Historical features — Important historical features include whether the visual loss affected one or both eyes, the duration of the episode, and a specific description of the symptoms.
Monocular versus binocular — It is important, but often difficult, to establish whether the visual loss was monocular or binocular. Transient monocular visual loss (TMVL) implies a disorder anterior to the optic chiasm (ie, the eye or the optic nerve); possibilities include ocular disease as well as ischemia due to ipsilateral carotid artery disease. Transient binocular visual loss (TBVL) suggests a more posterior process, involving the optic chiasm, tracts, or radiations, or the visual cortex.
Patients with homonymous visual field defects often report monocular visual loss and attribute it to the eye with the temporal field cut. The patient should be asked specifically whether each eye was alternately covered during the attack. Impairment of reading suggests that the visual loss was binocular rather than monocular . In practice, many patients are not able to state definitively whether the episode affected one or both eyes . When the history is unclear, the clinician should assume that either a monocular or binocular etiology is possible.

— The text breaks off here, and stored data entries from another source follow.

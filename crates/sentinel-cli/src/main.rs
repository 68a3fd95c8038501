//! Sentinel CLI - inspect and test permission documents.
//!
//! Loads a permission document (TOML or JSON) into an in-memory store and
//! answers questions about it: whether a profile holds a permission, what
//! its effective set is, and whether the document is consistent.

#![deny(unsafe_code)]
#![deny(missing_docs)]
#![deny(clippy::all)]
#![warn(unreachable_pub)]
#![deny(clippy::unwrap_used)]
#![cfg_attr(test, allow(clippy::unwrap_used))]

use std::path::PathBuf;
use std::process::ExitCode;

use anyhow::{Context as _, Result};
use clap::{ArgAction, Parser, Subcommand};

mod commands;
pub mod config_bridge;
mod formatter;
mod theme;

use commands::{CliContext, check, config, effective, groups, validate};
use formatter::OutputFormat;
use theme::Theme;

/// Sentinel - hierarchical permission checks
#[derive(Parser)]
#[command(name = "sentinel")]
#[command(author, version, about, long_about = None)]
struct Cli {
    /// Enable verbose output (repeat for more)
    #[arg(short, long, global = true, action = ArgAction::Count)]
    verbose: u8,

    /// Output format
    #[arg(long, global = true, value_enum, default_value_t = OutputFormat::Pretty)]
    format: OutputFormat,

    /// Path to a configuration file, merged over system and user config
    #[arg(short, long, global = true, env = "SENTINEL_CONFIG")]
    config: Option<PathBuf>,

    /// Permission document to read (overrides `store.document`)
    #[arg(short, long, global = true)]
    document: Option<PathBuf>,

    #[command(subcommand)]
    command: Commands,
}

#[derive(Subcommand)]
enum Commands {
    /// Check whether a profile holds a permission (exit code 1 on deny)
    #[command(alias = "explain")]
    Check {
        /// Profile UUID or name
        profile: String,
        /// Permission to check, e.g. `chat.say`
        permission: String,
    },

    /// Print a profile's effective permissions in precedence order
    Effective {
        /// Profile UUID or name
        profile: String,
    },

    /// List groups by weight
    Groups,

    /// Check every node, parent reference and the inheritance graph
    Validate,

    /// View configuration
    Config {
        #[command(subcommand)]
        command: ConfigCommands,
    },
}

#[derive(Subcommand)]
enum ConfigCommands {
    /// Print the resolved configuration
    Show,
}

#[tokio::main]
async fn main() -> ExitCode {
    let cli = Cli::parse();
    match run(cli).await {
        Ok(true) => ExitCode::SUCCESS,
        Ok(false) => ExitCode::from(1),
        Err(e) => {
            eprintln!("{}", Theme::error(&format!("{e:#}")));
            ExitCode::from(2)
        },
    }
}

/// Run the selected command. `Ok(false)` means a deny or an invalid document.
async fn run(cli: Cli) -> Result<bool> {
    let resolved = sentinel_config::Config::load(cli.config.as_deref())
        .context("failed to load configuration")?;

    // Set up logging from config, with -v overriding the level.
    let mut log_config = config_bridge::to_log_config(&resolved.config);
    if cli.verbose > 0 {
        log_config.level = sentinel_telemetry::LogConfig::from_verbosity(cli.verbose).level;
    }
    if let Err(e) = sentinel_telemetry::setup_logging(&log_config) {
        eprintln!("Failed to initialize logging: {e}");
    }
    tracing::debug!(files = ?resolved.loaded_files, "Configuration loaded");

    let ctx = CliContext {
        resolved,
        document: cli.document,
        format: cli.format,
    };

    match cli.command {
        Commands::Check {
            profile,
            permission,
        } => check::run_check(&ctx, &profile, &permission).await,
        Commands::Effective { profile } => {
            effective::run_effective(&ctx, &profile).await?;
            Ok(true)
        },
        Commands::Groups => {
            groups::list_groups(&ctx).await?;
            Ok(true)
        },
        Commands::Validate => validate::run_validate(&ctx),
        Commands::Config {
            command: ConfigCommands::Show,
        } => {
            config::show_config(&ctx.resolved, ctx.format)?;
            Ok(true)
        },
    }
}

Duration — Transient visual obscurations due to papilledema typically last seconds. Thromboembolic events from carotid disease or elsewhere generally last 1 to 15 minutes and only rarely an hour or more [6-8]. Migraine aura typically lasts 10 to 30 minutes.
Description of visual symptoms — TVL from any cause can be described as mild blurring or fogging to complete blackness and may involve a part of or all of the visual field. As an example, patients with ocular ischemia may lose the upper or lower half of vision, the temporal or nasal aspect of vision, small areas of vision centrally or paracentrally, and the entire visual field [6,9,10]. TMVL descending over the field of vision (like a curtain or shade) or, less commonly, ascending from below, is highly suggestive of retinal ischemia [6,9,10].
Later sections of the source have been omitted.